The Perl bindings are available as Ufal-Parsito package on CPAN.

To compile Perl bindings manually, run make in the bindings/perl directory, optionally with the options descriged in Parsito Installation. Perl 5.10 and later is supported.

Path to the include headers of the required Perl version must be specified in the PERL_INCLUDE variable using

make PERL_INCLUDE=path_to_Perl_includes

4.3.4. Python

The Python bindings are available as ufal.parsito package on PyPI.

To compile Python bindings manually, run make in the bindings/python directory, optionally with options descriged in Parsito Installation. Both Python 2.6+ and Python 3+ are supported.

Path to the include headers of the required Python version must be specified in the PYTHON_INCLUDE variable using

make PYTHON_INCLUDE=path_to_Python_includes

5. Parsito User's Manual

In a natural language text, the task of dependency parsing is to assign for each word in a sentence its dependency head and dependency relation to the head.

Parsito is a transition-based parser, which greedily chooses transitions from the initial state (all words in a sentence unlinked) to the final state (full dependency tree). It uses an artificial neural network classifier in every state to choose the next transition to perform. Further details are described in Straka et al. 2015: Parsing Universal Dependency Treebanks using Neural Networks and Search-Based Oracle.

Like any supervised machine learning tool, Parsito needs a trained linguistic model. This section describes the available language models and also the commandline tools and interfaces.

5.1. Universal Dependencies 1.2 Models

Universal Dependencies 1.2 Models are distributed under the CC BY-NC-SA licence. The models are based solely on Universal Dependencies 1.2 treebanks. The models work in Parsito version 1.0.

Universal Dependencies 1.2 Models are versioned according to the date released in the format YYMMDD, where YY, MM and DD are two-digit representation of year, month and day, respectively. The latest version is 151120.

5.1.1. Download

The latest version 151120 of the Czech MorphoDiTa models can be downloaded from LINDAT/CLARIN repository.

5.1.2. Acknowledgements

This work has been using language resources developed and/or stored and/or distributed by the LINDAT/CLARIN project of the Ministry of Education of the Czech Republic (project LM2010013).

The models were trained on Universal Dependencies 1.2 treebanks.

5.1.2.1. Publications

5.1.3. Model Description

The parsing models use the following CoNLL-U fields during parsing:

All other fields (notably lemma and xpostag) are currently ignored.

Some language models produce non-projective trees and some projective trees, depending on which transition system performed better on development data.

5.2. Running the Parser

To run the parser with existing parser model, use

run_parsito parser_model

The input is assumed to be in UTF-8 encoding and by default in CoNLL-U format.
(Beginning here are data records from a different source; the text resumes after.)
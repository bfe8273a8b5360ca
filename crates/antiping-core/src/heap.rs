//! Binary min-heap over a `BoundedRing`.
//!
//! The ring is used purely as fixed-size backing storage. Because an append
//! to a full ring would overwrite the oldest *inserted* slot (an arbitrary
//! heap position), `push` rejects inserts once the queue is full. The ring's
//! overwrite path is therefore never taken and the heap invariant holds after
//! every public call. Callers make room with `pop_min` (or by expiring
//! entries) before retrying.

use crate::errors::{CollectionError, Result};
use crate::ring::BoundedRing;

/// Fixed-capacity min-ordered priority queue.
#[derive(Debug, Clone)]
pub struct EvictingPriorityQueue<T> {
    storage: BoundedRing<T>,
}

impl<T: Ord> EvictingPriorityQueue<T> {
    /// Create an empty queue holding at most `capacity` items.
    pub fn new(capacity: usize) -> Result<Self> {
        Ok(Self {
            storage: BoundedRing::new(capacity)?,
        })
    }

    /// Fixed capacity.
    pub fn capacity(&self) -> usize {
        self.storage.capacity()
    }

    /// Number of queued items.
    pub fn len(&self) -> usize {
        self.storage.len()
    }

    /// Whether the queue is empty.
    pub fn is_empty(&self) -> bool {
        self.storage.is_empty()
    }

    /// Whether `push` will be rejected.
    pub fn is_full(&self) -> bool {
        self.storage.is_full()
    }

    /// Insert `item`, or fail with `CapacityExceeded` when full.
    pub fn push(&mut self, item: T) -> Result<()> {
        if self.storage.is_full() {
            return Err(CollectionError::capacity_exceeded(self.capacity()));
        }
        self.storage.append(item);
        self.sift_up(self.len() - 1)?;
        debug_assert!(self.is_heap());
        Ok(())
    }

    /// Remove and return the minimum.
    pub fn pop_min(&mut self) -> Result<T> {
        if self.is_empty() {
            return Err(CollectionError::underflow("pop_min"));
        }
        let last = self.storage.pop_back()?;
        if self.is_empty() {
            return Ok(last);
        }
        let min = self.storage.set(0, last)?;
        self.sift_down(0)?;
        debug_assert!(self.is_heap());
        Ok(min)
    }

    /// Borrow the minimum without removing it.
    pub fn peek_min(&self) -> Option<&T> {
        self.storage.get(0).ok()
    }

    /// Iterate in heap (storage) order.
    pub fn iter(&self) -> impl Iterator<Item = &T> + '_ {
        self.storage.iter()
    }

    /// Check that every parent is no greater than its children.
    pub fn is_heap(&self) -> bool {
        let items: Vec<&T> = self.storage.iter().collect();
        (1..items.len()).all(|child| items[(child - 1) / 2] <= items[child])
    }

    fn at(&self, index: usize) -> Result<&T> {
        self.storage.get(to_signed(index))
    }

    fn sift_up(&mut self, mut pos: usize) -> Result<()> {
        while pos > 0 {
            let parent = (pos - 1) / 2;
            if self.at(pos)? >= self.at(parent)? {
                break;
            }
            self.storage.swap(to_signed(pos), to_signed(parent))?;
            pos = parent;
        }
        Ok(())
    }

    fn sift_down(&mut self, mut pos: usize) -> Result<()> {
        let len = self.len();
        loop {
            let left = 2 * pos + 1;
            if left >= len {
                return Ok(());
            }
            let right = left + 1;
            let smallest = if right < len && self.at(right)? < self.at(left)? {
                right
            } else {
                left
            };
            if self.at(pos)? <= self.at(smallest)? {
                return Ok(());
            }
            self.storage.swap(to_signed(pos), to_signed(smallest))?;
            pos = smallest;
        }
    }
}

// Ring capacities are allocation sizes, so they always fit in isize.
fn to_signed(index: usize) -> isize {
    isize::try_from(index).unwrap_or(isize::MAX)
}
Any number of files can be specified after the parser_model. If an argument input_file:output_file is used, the given input_file is processed and the result is saved to output_file. If only input_file is used, the result is printed to standard output. If no argument is given, input is read from standard input and written to standard output.

The full command syntax of run_parser is

run_parsito [options] model_file [file[:output_file]]...
Options: --input=conllu
         --output=conllu
         --beam_size=beam size during decoding
         --version
         --help

5.2.1. Input Format

The input format is specified using the --input option. Currently supported input formats are:

5.2.2. Output Format

The output format is specified using the --output option. Currently supported output formats are:

5.2.3. Beam Search

Optionally, beam search can be used to improve parsing accuracy, at the expense of parsing speed. When using beam search of size b, parsing is roughly 1.2 * b times slower, but the accuracy usually increases.

5.3. Running the Parsito REST Server

Parsito also provides REST server binary parsito_server. The binary uses MicroRestD as a REST server implementation and provides Parsito REST API.

The full command syntax of parsito_server is

parsito_server [options] port (model_name model_file acknowledgements beam_size)+
Options: --daemon
         --version
         --help

The parsito_server can run either in foreground or in background (when --daemon is used). The specified model files are loaded during start and kept in memory all the time. This behaviour might change in future to load the models on demand.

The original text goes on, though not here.